The article, “Getting Rid of Clutter in Closing Argument” by Massachusetts Fellow Daniel I. Small & Hon. F. Dennis Saylor IV, originally appeared in Massachusetts Lawyers Weekly on March 26, 2018.
The two principal enemies of effective closing arguments are disorganization and clutter. We’ve talked a bit already about the importance of a tightly organized presentation; let’s talk about clutter.
Closing arguments tend to be filled with “noise”—excess words that add nothing to the presentation, and get in the way of the words that do. Here’s a real-life example:
Ladies and gentlemen, you heard that evidence, and you can judge it with your own eyes and ears. Don’t rely on just my assessment of it. Your memory, not mine, controls. But I submit to you that [Witness X] was telling the truth, trying to tell the truth as best he could, and he testified that [Event Y] happened, and that’s corroborated by [Documents A and B] and the other evidence we have put before you, and I suggest to you that in fact [Event Y] happened.
That’s 87 words, and more than half of them are filler words that don’t really perform any function at all.
What’s the point of those extra words? It’s hard to say. Maybe the lawyer was taught that this is how you’re supposed to do it. Maybe he’s worried about coming on too strong. But whatever the reason, the lawyer’s actual argument winds up buried under an avalanche of words. In effect, the lawyer is making the jury sort through all those words, ignore the ones that don’t matter, and focus on the ones that do. All that extra work he’s making the jury go through—all that “noise” that they have to ignore—blunts the force of his argument, and for no real reason.
But the harm doesn’t stop there. The lawyer has wasted time—maybe no more than 15 seconds or so, but it’s wasted nonetheless. The cumulative impact, over the course of the whole argument, is probably pretty substantial. Did he have to leave something on the cutting room floor to make room for that? The lawyer has also wasted another finite resource: the patience and attention span of the jurors. He’s making them perform unnecessary work, making it more likely that some will start to tune out. And some of the noise words actually undercut what the lawyer is saying (“Don’t rely on my memory!”).
Why not just make it simple, and get to the point:
[Event Y] happened. How do we know that? Because [Witness X] was there; he saw it. Because [Document A] shows that it happened. Because [Document B] shows it too.
This approach is better in every way: it’s cleaner, easier to follow, and more effective. And it frees up precious time to focus on other things, or maybe just to sit down and stop talking.
It’s true that most “noise” happens in small increments, not all at once. Here are some other real-life examples:
I submit to you that there are multiple ways you can find, based on your assessment of their testimony, that the witnesses were credible.
I would put it to you like this: [argument]
You’ve heard, and I’m sure you remember, that there was testimony concerning [X].
But it doesn’t matter whether you’re adding extra words a few shovelfuls at a time, or unloading the whole dump truck at once. Don’t do it.

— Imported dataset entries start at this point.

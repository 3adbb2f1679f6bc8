//! Request/response cycles driven by the UI.
//!
//! Each coordinator is Idle until a submission passes validation, Busy while
//! its request is in flight, and Idle again once the completion event is
//! applied, whatever the outcome. Coordinators never talk to each other; they
//! read and write the [`Session`](crate::session::Session) lent to them.

pub mod ask;
pub mod status;
pub mod upload;

pub use ask::QuestionCoordinator;
pub use status::StatusBootstrapper;
pub use upload::UploadCoordinator;

fn error_text(error: Option<String>, fallback: &str) -> String {
    let error = error
        .filter(|error| !error.trim().is_empty())
        .unwrap_or_else(|| fallback.to_string());
    format!("Error: {error}")
}
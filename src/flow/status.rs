use crate::backend::wire::StatusReply;
use crate::backend::{ApiResult, Outcome};
use crate::session::Session;
use tracing::debug;

/// One-shot probe of the backend's document state at startup.
#[derive(Debug, Default)]
pub struct StatusBootstrapper {
    started: bool,
    pending: bool,
    superseded: bool,
}

impl StatusBootstrapper {
    /// Returns `true` the first time only; the probe is never repeated.
    pub fn begin(&mut self) -> bool {
        if self.started {
            return false;
        }
        self.started = true;
        self.pending = true;
        true
    }

    pub fn is_pending(&self) -> bool {
        self.pending
    }

    /// Marks the probe stale: the user started an upload, which decides the
    /// session from now on.
    pub fn supersede(&mut self) {
        self.superseded = true;
    }

    pub fn finish(&mut self, session: &mut Session, result: ApiResult<StatusReply>) {
        self.pending = false;
        if self.superseded {
            debug!("status probe arrived after an upload started; ignored");
            return;
        }
        match result {
            Ok(Outcome::Success(reply)) if reply.has_pdf => session.set_active(reply.file_name),
            Ok(Outcome::Success(_)) => session.set_inactive(),
            // A missing document is a normal fresh start, so failures stay quiet.
            Ok(Outcome::ServerError { status, error }) => {
                debug!(status, error = ?error, "status probe rejected");
            }
            Ok(Outcome::TransportError(message)) => {
                debug!("status probe unreachable: {message}");
            }
            Err(err) => {
                debug!("status probe unusable: {err}");
            }
        }
    }
}
use crate::config::Config;
use crate::event::AppEvent;
use reqwest::multipart::{Form, Part};
use reqwest::{Client, RequestBuilder, Response, StatusCode};
use serde::de::DeserializeOwned;
use std::path::{Path, PathBuf};
use std::sync::mpsc;
use thiserror::Error;
use tokio::runtime::Handle;
use tracing::{info, warn};

pub mod wire;

use wire::{AskReply, AskRequest, ErrorReply, UploadReply};

const STATUS_PATH: &str = "/api/status";
const UPLOAD_PATH: &str = "/api/upload";
const ASK_PATH: &str = "/api/ask";

/// How a request ended, for the failures the UI is expected to handle.
#[derive(Debug, Clone, PartialEq, Eq)]
pub enum Outcome<T> {
    Success(T),
    ServerError { status: u16, error: Option<String> },
    TransportError(String),
}

#[derive(Debug, Error)]
pub enum ApiError {
    #[error("malformed response (HTTP {status}): {source}")]
    Decode {
        status: u16,
        #[source]
        source: serde_json::Error,
    },
    #[error("failed to read {path}: {source}")]
    ReadFile {
        path: String,
        #[source]
        source: std::io::Error,
    },
    #[error("failed to build request: {0}")]
    BuildRequest(#[from] reqwest::Error),
    #[error("tokio runtime unavailable: {0}")]
    Runtime(String),
}

pub type ApiResult<T> = Result<Outcome<T>, ApiError>;

#[derive(Clone)]
pub struct BackendClient {
    base_url: String,
    http: Client,
    tx: mpsc::Sender<AppEvent>,
    runtime_handle: Handle,
}

impl BackendClient {
    pub fn new(config: &Config, tx: mpsc::Sender<AppEvent>) -> Result<Self, ApiError> {
        let runtime_handle =
            Handle::try_current().map_err(|err| ApiError::Runtime(err.to_string()))?;
        let http = Client::builder().build()?;

        Ok(Self {
            base_url: config.server_url.clone(),
            http,
            tx,
            runtime_handle,
        })
    }

    fn endpoint(&self, path: &str) -> String {
        format!("{}{path}", self.base_url)
    }

    pub fn fetch_status(&self) {
        let http = self.http.clone();
        let url = self.endpoint(STATUS_PATH);
        let tx = self.tx.clone();

        self.runtime_handle.spawn(async move {
            let result = send(http.get(url)).await;
            let _ = tx.send(AppEvent::StatusLoaded(result));
        });
    }

    pub fn upload(&self, path: PathBuf, file_name: String) {
        let http = self.http.clone();
        let url = self.endpoint(UPLOAD_PATH);
        let tx = self.tx.clone();
        info!(path = %path.display(), "uploading document");

        self.runtime_handle.spawn(async move {
            let result = upload_file(&http, url, &path, file_name).await;
            if let Err(err) = &result {
                warn!("upload failed before a reply: {err}");
            }
            let _ = tx.send(AppEvent::UploadFinished(result));
        });
    }

    pub fn ask(&self, request: AskRequest) {
        let http = self.http.clone();
        let url = self.endpoint(ASK_PATH);
        let tx = self.tx.clone();
        info!(chars = request.question.chars().count(), "asking question");

        self.runtime_handle.spawn(async move {
            let result = send::<AskReply>(http.post(url).json(&request)).await;
            if let Err(err) = &result {
                warn!("ask reply unusable: {err}");
            }
            let _ = tx.send(AppEvent::AskFinished(result));
        });
    }
}

async fn upload_file(
    http: &Client,
    url: String,
    path: &Path,
    file_name: String,
) -> ApiResult<UploadReply> {
    let bytes = tokio::fs::read(path)
        .await
        .map_err(|source| ApiError::ReadFile {
            path: path.display().to_string(),
            source,
        })?;
    let part = Part::bytes(bytes)
        .file_name(file_name)
        .mime_str("application/pdf")?;
    let form = Form::new().part("file", part);

    send(http.post(url).multipart(form)).await
}

async fn send<T: DeserializeOwned>(request: RequestBuilder) -> ApiResult<T> {
    match request.send().await {
        Ok(response) => read_outcome(response).await,
        Err(err) => Ok(Outcome::TransportError(err.to_string())),
    }
}

async fn read_outcome<T: DeserializeOwned>(response: Response) -> ApiResult<T> {
    let status = response.status();
    match response.bytes().await {
        Ok(body) => classify(status, &body),
        Err(err) => Ok(Outcome::TransportError(err.to_string())),
    }
}

fn classify<T: DeserializeOwned>(status: StatusCode, body: &[u8]) -> ApiResult<T> {
    if status.is_success() {
        let reply = serde_json::from_slice(body).map_err(|source| ApiError::Decode {
            status: status.as_u16(),
            source,
        })?;
        return Ok(Outcome::Success(reply));
    }

    let error = serde_json::from_slice::<ErrorReply>(body)
        .ok()
        .and_then(|reply| reply.error);
    Ok(Outcome::ServerError {
        status: status.as_u16(),
        error,
    })
}

#[cfg(test)]
mod tests {
    use super::{classify, ApiError, BackendClient, Outcome};
    use crate::backend::wire::{AskReply, AskRequest, StatusReply, UploadReply};
    use crate::config::Config;
    use crate::event::AppEvent;
    use reqwest::StatusCode;
    use std::path::PathBuf;
    use std::sync::mpsc;
    use std::time::{Duration, SystemTime, UNIX_EPOCH};
    use tokio::io::{AsyncReadExt, AsyncWriteExt};
    use tokio::net::{TcpListener, TcpStream};
    use tokio::task::JoinHandle;

    fn client_for(server_url: String) -> (BackendClient, mpsc::Receiver<AppEvent>) {
        let (tx, rx) = mpsc::channel();
        let config = Config {
            server_url,
            log_filter: "off".to_string(),
        };
        let client = BackendClient::new(&config, tx).expect("backend client should build");
        (client, rx)
    }

    /// Answers a single request with `status_line` and a JSON `body`, and
    /// hands back the raw request it received.
    async fn serve_once(status_line: &'static str, body: &'static str) -> (String, JoinHandle<String>) {
        let listener = TcpListener::bind("127.0.0.1:0")
            .await
            .expect("ephemeral port should bind");
        let addr = listener
            .local_addr()
            .expect("listener should expose its address");

        let handle = tokio::spawn(async move {
            let (mut stream, _) = listener.accept().await.expect("client should connect");
            let request = read_request(&mut stream).await;
            let response = format!(
                "HTTP/1.1 {status_line}\r\nContent-Type: application/json\r\nContent-Length: {}\r\nConnection: close\r\n\r\n{body}",
                body.len()
            );
            stream
                .write_all(response.as_bytes())
                .await
                .expect("response should write");
            let _ = stream.shutdown().await;
            request
        });

        (format!("http://{addr}"), handle)
    }

    async fn read_request(stream: &mut TcpStream) -> String {
        let mut raw = Vec::new();
        let mut chunk = [0u8; 4096];
        loop {
            let read = stream.read(&mut chunk).await.expect("request should read");
            if read == 0 {
                break;
            }
            raw.extend_from_slice(&chunk[..read]);
            if request_complete(&raw) {
                break;
            }
        }
        String::from_utf8_lossy(&raw).into_owned()
    }

    fn request_complete(raw: &[u8]) -> bool {
        let Some(header_end) = raw.windows(4).position(|window| window == b"\r\n\r\n") else {
            return false;
        };
        let headers = String::from_utf8_lossy(&raw[..header_end]).to_ascii_lowercase();
        let body_len = raw.len() - (header_end + 4);

        let content_length = headers
            .lines()
            .find_map(|line| line.strip_prefix("content-length:"))
            .and_then(|value| value.trim().parse::<usize>().ok());
        match content_length {
            Some(length) => body_len >= length,
            None if headers.contains("transfer-encoding: chunked") => raw.ends_with(b"0\r\n\r\n"),
            None => true,
        }
    }

    async fn next_event(rx: &mpsc::Receiver<AppEvent>) -> AppEvent {
        for _ in 0..500 {
            if let Ok(event) = rx.try_recv() {
                return event;
            }
            tokio::time::sleep(Duration::from_millis(10)).await;
        }
        panic!("no completion event within 5s");
    }

    async fn assert_no_further_event(rx: &mpsc::Receiver<AppEvent>) {
        tokio::time::sleep(Duration::from_millis(50)).await;
        assert!(rx.try_recv().is_err(), "each request should post exactly one event");
    }

    fn unreachable_server_url() -> String {
        let listener =
            std::net::TcpListener::bind("127.0.0.1:0").expect("ephemeral port should bind");
        let addr = listener
            .local_addr()
            .expect("listener should expose its address");
        drop(listener);
        format!("http://{addr}")
    }

    fn temp_pdf(prefix: &str) -> PathBuf {
        let nanos = SystemTime::now()
            .duration_since(UNIX_EPOCH)
            .expect("time should be monotonic")
            .as_nanos();
        std::env::temp_dir().join(format!(
            "docqa_backend_{prefix}_{}_{}.pdf",
            std::process::id(),
            nanos
        ))
    }

    #[tokio::test]
    async fn fetch_status_reads_status_endpoint() {
        let (server_url, server) =
            serve_once("200 OK", r#"{"file_name":"report.pdf","has_pdf":true}"#).await;
        let (client, rx) = client_for(server_url);

        client.fetch_status();
        let result = match next_event(&rx).await {
            AppEvent::StatusLoaded(result) => result,
            other => panic!("unexpected event: {other:?}"),
        };
        assert_eq!(
            result.expect("status reply should decode"),
            Outcome::Success(StatusReply {
                has_pdf: true,
                file_name: Some("report.pdf".to_string()),
            })
        );

        let request = server.await.expect("server task should finish");
        assert!(request.starts_with("GET /api/status HTTP/1.1"));
        assert_no_further_event(&rx).await;
    }

    #[tokio::test]
    async fn upload_sends_file_as_single_multipart_field() {
        let path = temp_pdf("upload");
        std::fs::write(&path, b"%PDF-1.4 fixture").expect("pdf fixture should write");
        let (server_url, server) = serve_once(
            "200 OK",
            r#"{"message":"Indexed","file_name":"report.pdf"}"#,
        )
        .await;
        let (client, rx) = client_for(server_url);

        client.upload(path.clone(), "report.pdf".to_string());
        let result = match next_event(&rx).await {
            AppEvent::UploadFinished(result) => result,
            other => panic!("unexpected event: {other:?}"),
        };
        assert_eq!(
            result.expect("upload reply should decode"),
            Outcome::Success(UploadReply {
                message: Some("Indexed".to_string()),
                file_name: Some("report.pdf".to_string()),
            })
        );

        let request = server.await.expect("server task should finish");
        let lowered = request.to_ascii_lowercase();
        assert!(request.starts_with("POST /api/upload HTTP/1.1"));
        assert!(lowered.contains("content-type: multipart/form-data; boundary="));
        assert!(request.contains(r#"name="file"; filename="report.pdf""#));
        assert!(lowered.contains("content-type: application/pdf"));
        assert!(request.contains("%PDF-1.4 fixture"));
        assert_eq!(request.matches("Content-Disposition").count(), 1);
        assert_no_further_event(&rx).await;

        let _ = std::fs::remove_file(path);
    }

    #[tokio::test]
    async fn ask_posts_json_question_and_reports_server_error() {
        let (server_url, server) = serve_once(
            "500 Internal Server Error",
            r#"{"error":"index missing"}"#,
        )
        .await;
        let (client, rx) = client_for(server_url);

        client.ask(AskRequest {
            question: "What is the total?".to_string(),
        });
        let result = match next_event(&rx).await {
            AppEvent::AskFinished(result) => result,
            other => panic!("unexpected event: {other:?}"),
        };
        assert_eq!(
            result.expect("error reply should classify"),
            Outcome::ServerError {
                status: 500,
                error: Some("index missing".to_string()),
            }
        );

        let request = server.await.expect("server task should finish");
        assert!(request.starts_with("POST /api/ask HTTP/1.1"));
        assert!(request
            .to_ascii_lowercase()
            .contains("content-type: application/json"));
        assert!(request.ends_with(r#"{"question":"What is the total?"}"#));
        assert_no_further_event(&rx).await;
    }

    #[tokio::test]
    async fn unreachable_backend_is_a_transport_error() {
        let (client, rx) = client_for(unreachable_server_url());

        client.fetch_status();
        match next_event(&rx).await {
            AppEvent::StatusLoaded(Ok(Outcome::TransportError(message))) => {
                assert!(!message.is_empty());
            }
            other => panic!("unexpected event: {other:?}"),
        }
        assert_no_further_event(&rx).await;
    }

    #[tokio::test]
    async fn unreadable_file_fails_before_any_request() {
        let (client, rx) = client_for(unreachable_server_url());

        client.upload(temp_pdf("missing"), "missing.pdf".to_string());
        match next_event(&rx).await {
            AppEvent::UploadFinished(Err(ApiError::ReadFile { path, .. })) => {
                assert!(path.contains("docqa_backend_missing"));
            }
            other => panic!("unexpected event: {other:?}"),
        }
        assert_no_further_event(&rx).await;
    }

    #[test]
    fn classify_decodes_success_body() {
        let outcome = classify::<UploadReply>(
            StatusCode::OK,
            br#"{"message":"Indexed","file_name":"report.pdf"}"#,
        )
        .expect("success body should decode");
        assert_eq!(
            outcome,
            Outcome::Success(UploadReply {
                message: Some("Indexed".to_string()),
                file_name: Some("report.pdf".to_string()),
            })
        );
    }

    #[test]
    fn classify_surfaces_server_error_field() {
        let outcome = classify::<AskReply>(
            StatusCode::INTERNAL_SERVER_ERROR,
            br#"{"error":"index missing"}"#,
        )
        .expect("error body should classify");
        assert_eq!(
            outcome,
            Outcome::ServerError {
                status: 500,
                error: Some("index missing".to_string()),
            }
        );
    }

    #[test]
    fn classify_tolerates_non_json_error_body() {
        let outcome = classify::<StatusReply>(StatusCode::BAD_GATEWAY, b"<html>bad gateway</html>")
            .expect("non-json error body should still classify");
        assert_eq!(
            outcome,
            Outcome::ServerError {
                status: 502,
                error: None,
            }
        );
    }

    #[test]
    fn classify_rejects_malformed_success_body() {
        let error = classify::<AskReply>(StatusCode::OK, b"not json")
            .expect_err("malformed success body should be a hard failure");
        assert!(matches!(error, ApiError::Decode { status: 200, .. }));
        assert!(error.to_string().contains("malformed response"));
    }
}
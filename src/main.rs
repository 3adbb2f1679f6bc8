mod app;
mod backend;
mod config;
mod event;
mod flow;
mod session;
mod theme;

use app::DocQaApp;
use backend::BackendClient;
use config::Config;
use eframe::egui;
use std::sync::mpsc;
use tracing::info;
use tracing_subscriber::layer::SubscriberExt;
use tracing_subscriber::util::SubscriberInitExt;

fn init_tracing(config: &Config) {
    tracing_subscriber::registry()
        .with(tracing_subscriber::EnvFilter::new(&config.log_filter))
        .with(tracing_subscriber::fmt::layer())
        .init();
}

fn main() -> Result<(), Box<dyn std::error::Error>> {
    let config = Config::from_env();
    init_tracing(&config);

    let (tx, rx) = mpsc::channel();

    let runtime = tokio::runtime::Builder::new_multi_thread()
        .enable_all()
        .thread_name("docqa-runtime")
        .build()?;

    let backend = runtime.block_on(async { BackendClient::new(&config, tx) })?;
    info!(server = %config.server_url, "starting docqa");

    let app = DocQaApp::new(rx, backend, config.server_url.clone());
    let _runtime = runtime;

    let native_options = eframe::NativeOptions {
        viewport: egui::ViewportBuilder::default()
            .with_inner_size([880.0, 640.0])
            .with_min_inner_size([560.0, 420.0])
            .with_drag_and_drop(true),
        ..Default::default()
    };

    eframe::run_native(
        "Document Q&A",
        native_options,
        Box::new(move |_creation_context| Ok(Box::new(app))),
    )?;

    Ok(())
}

Remember these basic principles:
1. Get rid of extra words.
Every single word you utter adds to the length and complexity of your argument. If it doesn’t help, or it doesn’t matter, get rid of it. All of it.
2. Don’t use legalese.
Don’t say things like “I submit to you that . . .” or “I suggest to you that . . .” Those are lawyer words that detract from the force of your argument. If you have something to say, just say it.
Not: I submit to you that the evidence doesn’t add up.
Instead: The evidence doesn’t add up.
3. Don’t belittle your own argument.
Don’t say, “what I say is not evidence . . .” Let the judge say it—not you. It adds nothing to your argument, and may well detract from it. And don’t say, “your memory controls, not mine.” It suggests that you’re not sure what the facts are, or that you haven’t bothered to figure it out. Simply state the facts, confidently and accurately.
In short: time is precious. So is patience. If you really want to persuade the jury, get rid of the clutter of unnecessary words.
Massachusetts Fellow Daniel I. Small is a litigation partner in the Boston and Miami offices of Holland & Knight LLP. A former federal prosecutor, he is the author of Preparing Witnesses (ABA, 4th Edition, 2014), and teaches CLE programs around the country. He is a Fellow of the Litigation Counsel of America.
Hon. Dennis Saylor is a U.S. District Court Judge in Massachusetts. Prior to taking the bench in 2004, he was a federal prosecutor and an attorney in private practice. He teaches the Trial Advocacy course at BU Law School.